On retiendra que les affaires examinées l'ont été en Assemblée plénière, formation de jugement la plus solennelle, au sein de laquelle toutes les chambres de la Cour de cassation sont représentées. Et que les juges du droit sont revenus sur l'état de leur jurisprudence antérieure, alors qu'ils avaient à trancher des divergences de position apparues entre deux cours d'appel. L'une d'elles avait suivi la jurisprudence de la Cour en considérant que la rente prévue par le Code de la sécurité sociale devait être versée ; mais qu'il n'y avait pas lieu d'y adjoindre le versement d'indemnités liées aux souffrances physiques et morales de la victime après la « consolidation ». L'autre avait considéré qu'une rente devait être versée à la victime d'une maladie professionnelle, comme le prévoit le Code de la sécurité sociale ; mais aussi que les souffrances physiques et morales endurées par le malade après la « consolidation » constituaient un préjudice personnel qui devait être réparé de façon spécifique.
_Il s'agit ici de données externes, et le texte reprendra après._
use axum::{
    extract::{Path, Query, State},
    Json,
};
use serde::{Deserialize, Serialize};

use crate::errors::AppError;
use crate::flags::dictionary::get_random_word;
use crate::flags::letter::{validate_max_length, Word, WordError};
use crate::flags::palette::{pick_different, BackgroundColor};
use crate::flags::registry::GlyphMetadata;
use crate::state::AppState;

#[derive(Deserialize)]
pub struct RandomWordQuery {
    pub max_length: Option<usize>,
}

#[derive(Serialize)]
pub struct RandomWordResponse {
    pub word: Word,
    /// Reveal sequence for clients that type the word out letter by letter.
    pub prefixes: Vec<String>,
}

#[derive(Deserialize)]
pub struct NextColorQuery {
    pub current: Option<String>,
}

#[derive(Serialize)]
pub struct ColorResponse {
    pub background: BackgroundColor,
    pub hex: &'static str,
    pub text_color: &'static str,
}

impl From<BackgroundColor> for ColorResponse {
    fn from(c: BackgroundColor) -> Self {
        ColorResponse {
            background: c,
            hex: c.hex(),
            text_color: c.text_color(),
        }
    }
}

/// GET /api/v1/words/random
pub async fn handle_random_word(
    State(state): State<AppState>,
    Query(params): Query<RandomWordQuery>,
) -> Result<Json<RandomWordResponse>, AppError> {
    let max_length =
        validate_max_length(params.max_length.unwrap_or(state.config.default_max_word_length))?;
    let word = get_random_word(max_length, &mut fastrand::Rng::new()).ok_or(WordError::Empty)?;
    Ok(Json(RandomWordResponse {
        prefixes: word.prefixes(),
        word,
    }))
}

/// GET /api/v1/palette/next
pub async fn handle_next_color(
    Query(params): Query<NextColorQuery>,
) -> Result<Json<ColorResponse>, AppError> {
    let current = match params.current.as_deref() {
        Some(raw) => raw.parse::<BackgroundColor>()?,
        None => BackgroundColor::default(),
    };
    let next = pick_different(current, &BackgroundColor::ALL, &mut fastrand::Rng::new())
        .unwrap_or(current);
    Ok(Json(next.into()))
}

/// GET /api/v1/glyphs/:letter
pub async fn handle_glyph(
    State(state): State<AppState>,
    Path(raw): Path<String>,
) -> Result<Json<GlyphMetadata>, AppError> {
    let mut chars = raw.chars();
    let glyph = match (chars.next(), chars.next()) {
        (Some(c), None) => state.registry.lookup_char(c).cloned(),
        _ => None,
    };
    glyph
        .map(Json)
        .ok_or_else(|| AppError::Validation(format!("not a single letter: {raw:?}")))
}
En définitive, la question posée était de savoir si les victimes de maladie professionnelle ou d'accident du travail ou leurs ayants droit peuvent prétendre à une indemnité complémentaire distincte de la rente prévue par le Code de la sécurité sociale. Oui, juge la Cour de cassation qui retient que la rente versée par la caisse de sécurité sociale aux victimes d'accident du travail ou de maladie professionnelle et qui est établie par rapport à leur salaire de référence et l'état définitif de leurs séquelles (appelé « consolidation ») n'indemnise pas leur déficit fonctionnel permanent, c'est-à-dire les souffrances qu'elles éprouvent par la suite dans le déroulement de leur vie quotidienne.

En revenant sur sa position, la Cour permet désormais aux victimes ou à leurs ayants droit d'obtenir une réparation complémentaire pour les souffrances physiques et morales endurées après « consolidation », réparation qui peut être obtenue sans qu'ils n'aient à fournir la preuve que la rente prévue par le Code de la sécurité sociale ne couvre pas déjà ces souffrances.

Les décisions rendues « marquent une évolution importante en matière d'indemnisation, notamment pour les salariés qui ont été exposés de façon prolongée à l'amiante », explique la Cour dans son communiqué. Un « revirement » qui « marque aussi un rapprochement avec la jurisprudence du Conseil d'État qui juge que la rente d'accident du travail vise uniquement à réparer les préjudices subis par le salarié dans le cadre de sa vie professionnelle (pertes de gains professionnels et incidence professionnelle de l'incapacité) » (CE, avis, 8 mars 2013, n° 361273 ; CE, 23 déc. 2015, n° 374628 ; CE, 18 oct. 2017, n° 404065).